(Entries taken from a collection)

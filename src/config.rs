//! Configuration management

use std::{env, path::Path, time::Duration};

use figment::{
    Figment,
    providers::{Env, Format, Yaml},
};
use regex::Regex;
use serde::{Deserialize, Serialize};

use crate::{Error, Result};

/// Main configuration
#[derive(Debug, Clone, Serialize, Deserialize, Default)]
#[serde(default)]
pub struct Config {
    /// Environment files to load before processing config.
    /// Paths support ~ expansion. Loaded in order, later files override earlier.
    /// Variables are set into the process environment for `env:VAR` resolution.
    pub env_files: Vec<String>,
    /// Server configuration
    pub server: ServerConfig,
    /// OAuth provider endpoints and client registration
    pub provider: ProviderConfig,
    /// Push relay configuration
    pub relay: RelayConfig,
    /// Forwarding proxy configuration
    pub proxy: ProxyConfig,
    /// Cross-origin configuration for the browser page
    pub cors: CorsConfig,
}

/// Server configuration
#[derive(Debug, Clone, Serialize, Deserialize)]
#[serde(default)]
pub struct ServerConfig {
    /// Host to bind to
    pub host: String,
    /// Port to listen on
    pub port: u16,
    /// Timeout for outbound provider and upstream requests
    #[serde(with = "humantime_serde")]
    pub request_timeout: Duration,
}

impl Default for ServerConfig {
    fn default() -> Self {
        Self {
            host: "127.0.0.1".to_string(),
            port: 4180,
            request_timeout: Duration::from_secs(30),
        }
    }
}

/// OAuth provider configuration
#[derive(Debug, Clone, Serialize, Deserialize)]
#[serde(default)]
pub struct ProviderConfig {
    /// Authorization endpoint the popup is redirected to
    pub authorize_url: String,
    /// Token endpoint for code and refresh exchanges
    pub token_url: String,
    /// OAuth client id
    pub client_id: String,
    /// OAuth client secret.
    /// Supports a literal value, `env:VAR_NAME`, or `${VAR}` expansion.
    pub client_secret: String,
    /// Redirect URI registered with the provider (must point at /oauth/callback)
    pub redirect_uri: String,
    /// Scope requested at authorization
    pub scope: Option<String>,
    /// API version pushed to the browser page alongside the credential
    pub api_version: String,
    /// Marker the provider includes in 401 bodies when the access token is stale
    pub invalid_session_code: String,
}

impl Default for ProviderConfig {
    fn default() -> Self {
        Self {
            authorize_url: String::new(),
            token_url: String::new(),
            client_id: String::new(),
            client_secret: String::new(),
            redirect_uri: String::new(),
            scope: None,
            api_version: "v1".to_string(),
            invalid_session_code: "INVALID_SESSION_ID".to_string(),
        }
    }
}

impl ProviderConfig {
    /// Resolve the client secret (expand `env:VAR_NAME` indirection)
    #[must_use]
    pub fn resolve_client_secret(&self) -> String {
        if let Some(var_name) = self.client_secret.strip_prefix("env:") {
            env::var(var_name).unwrap_or_else(|_| self.client_secret.clone())
        } else {
            self.client_secret.clone()
        }
    }
}

/// Push relay configuration
#[derive(Debug, Clone, Serialize, Deserialize)]
#[serde(default)]
pub struct RelayConfig {
    /// Keep-alive interval for event streams
    #[serde(with = "humantime_serde")]
    pub keep_alive_interval: Duration,
}

impl Default for RelayConfig {
    fn default() -> Self {
        Self {
            keep_alive_interval: Duration::from_secs(15),
        }
    }
}

/// Forwarding proxy configuration
#[derive(Debug, Clone, Serialize, Deserialize)]
#[serde(default)]
pub struct ProxyConfig {
    /// Only forward to the host of the credential's own instance.
    /// Disabling this lets callers point the proxy at arbitrary http(s) hosts.
    pub restrict_to_instance: bool,
}

impl Default for ProxyConfig {
    fn default() -> Self {
        Self {
            restrict_to_instance: true,
        }
    }
}

/// Cross-origin configuration for the browser page
#[derive(Debug, Clone, Serialize, Deserialize, Default)]
#[serde(default)]
pub struct CorsConfig {
    /// Origins allowed to call the relay from a browser.
    /// Empty means same-origin only; `"*"` allows any origin.
    pub allowed_origins: Vec<String>,
}

impl Config {
    /// Load configuration from file and environment
    ///
    /// # Errors
    ///
    /// Returns an error if the config file does not exist or cannot be parsed.
    pub fn load(path: Option<&Path>) -> Result<Self> {
        let mut figment = Figment::new();

        // Load from file if provided
        if let Some(p) = path {
            if !p.exists() {
                return Err(Error::Config(format!(
                    "Config file not found: {}",
                    p.display()
                )));
            }
            figment = figment.merge(Yaml::file(p));
        }

        // Merge environment variables (OAUTH_RELAY_ prefix)
        figment = figment.merge(Env::prefixed("OAUTH_RELAY_").split("__"));

        let mut config: Self = figment
            .extract()
            .map_err(|e| Error::Config(e.to_string()))?;

        // Load env files into process environment (before env var expansion)
        config.load_env_files();

        // Expand ${VAR} in provider settings
        config.expand_env_vars();

        Ok(config)
    }

    /// Validate fields the server cannot start without
    ///
    /// # Errors
    ///
    /// Returns an error naming the first missing provider setting.
    pub fn validate(&self) -> Result<()> {
        if self.provider.authorize_url.is_empty() {
            return Err(Error::Config("provider.authorize_url is required".to_string()));
        }
        if self.provider.token_url.is_empty() {
            return Err(Error::Config("provider.token_url is required".to_string()));
        }
        if self.provider.client_id.is_empty() {
            return Err(Error::Config("provider.client_id is required".to_string()));
        }
        if self.provider.redirect_uri.is_empty() {
            return Err(Error::Config("provider.redirect_uri is required".to_string()));
        }
        Ok(())
    }

    /// Load environment files into the process environment.
    /// Supports ~ expansion. Files that don't exist are silently skipped.
    fn load_env_files(&self) {
        for path_str in &self.env_files {
            let expanded = if path_str.starts_with('~') {
                if let Some(home) = dirs::home_dir() {
                    path_str.replacen('~', &home.display().to_string(), 1)
                } else {
                    path_str.clone()
                }
            } else {
                path_str.clone()
            };

            let path = Path::new(&expanded);
            if path.exists() {
                match dotenvy::from_path(path) {
                    Ok(()) => {
                        tracing::info!("Loaded env file: {expanded}");
                    }
                    Err(e) => {
                        tracing::warn!("Failed to load env file {expanded}: {e}");
                    }
                }
            } else {
                tracing::debug!("Env file not found (skipped): {expanded}");
            }
        }
    }

    /// Expand ${VAR} and ${VAR:-default} patterns in provider settings
    fn expand_env_vars(&mut self) {
        // Pattern: ${VAR} or ${VAR:-default}
        let re = Regex::new(r"\$\{([A-Z_][A-Z0-9_]*)(?::-([^}]*))?\}").unwrap();

        for value in [
            &mut self.provider.authorize_url,
            &mut self.provider.token_url,
            &mut self.provider.client_id,
            &mut self.provider.client_secret,
            &mut self.provider.redirect_uri,
        ] {
            *value = Self::expand_string(&re, value);
        }
    }

    /// Expand environment variables in a string
    fn expand_string(re: &Regex, value: &str) -> String {
        re.replace_all(value, |caps: &regex::Captures| {
            let var_name = &caps[1];
            let default = caps.get(2).map_or("", |m| m.as_str());
            env::var(var_name).unwrap_or_else(|_| default.to_string())
        })
        .into_owned()
    }
}
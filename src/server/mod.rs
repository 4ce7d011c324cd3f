//! HTTP server
//!
//! Routes, state wiring, and the listen/shutdown lifecycle.

mod auth;
mod callback;
mod events;
mod proxy;
mod router;

pub use router::{AppState, create_router};

use std::net::SocketAddr;
use std::sync::Arc;

use reqwest::Client;
use tokio::net::TcpListener;
use tokio::signal;
use tracing::info;

use crate::config::Config;
use crate::oauth::{CredentialManager, MemoryTokenStore, ProviderClient, TokenStore};
use crate::relay::NotificationRelay;
use crate::{Error, Result};

/// The relay server: one provider, one listener, in-memory sessions
pub struct RelayServer {
    state: Arc<AppState>,
}

impl RelayServer {
    /// Wire up server state from configuration
    ///
    /// # Errors
    ///
    /// Returns an error if the outbound HTTP client cannot be built.
    pub fn new(config: Config) -> Result<Self> {
        let http = Client::builder()
            .timeout(config.server.request_timeout)
            .build()?;

        let store: Arc<dyn TokenStore> = Arc::new(MemoryTokenStore::new());
        let relay = Arc::new(NotificationRelay::new());
        let provider = Arc::new(ProviderClient::new(config.provider.clone(), http.clone()));
        let manager = Arc::new(CredentialManager::new(store.clone(), provider.clone()));

        Ok(Self {
            state: Arc::new(AppState {
                config,
                store,
                relay,
                manager,
                provider,
                http,
            }),
        })
    }

    /// Run the server until a shutdown signal arrives
    ///
    /// # Errors
    ///
    /// Returns an error if the listen address is invalid or the listener
    /// cannot be bound.
    pub async fn run(self) -> Result<()> {
        let addr = SocketAddr::new(
            self.state
                .config
                .server
                .host
                .parse()
                .map_err(|e| Error::Config(format!("Invalid host: {e}")))?,
            self.state.config.server.port,
        );

        let app = create_router(Arc::clone(&self.state));

        let listener = TcpListener::bind(addr).await?;

        info!(host = %self.state.config.server.host, port = self.state.config.server.port, "Listening");
        info!("Event stream:   http://{addr}/events");
        info!("Authorize:      http://{addr}/oauth/authorize");
        info!("OAuth callback: http://{addr}/oauth/callback");
        info!("Proxy:          http://{addr}/api/query");

        axum::serve(listener, app)
            .with_graceful_shutdown(shutdown_signal())
            .await
            .map_err(|e| Error::Internal(e.to_string()))?;

        Ok(())
    }
}

/// Shutdown signal handler
async fn shutdown_signal() {
    let ctrl_c = async {
        signal::ctrl_c()
            .await
            .expect("Failed to install Ctrl+C handler");
    };

    #[cfg(unix)]
    let terminate = async {
        signal::unix::signal(signal::unix::SignalKind::terminate())
            .expect("Failed to install SIGTERM handler")
            .recv()
            .await;
    };

    #[cfg(not(unix))]
    let terminate = std::future::pending::<()>();

    tokio::select! {
        () = ctrl_c => {},
        () = terminate => {},
    }

    info!("Shutdown signal received");
}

- Work required: Please show every line above that includes the word "Yaml".

- Finished exercise:
    providers::{Env, Format, Yaml},
            figment = figment.merge(Yaml::file(p));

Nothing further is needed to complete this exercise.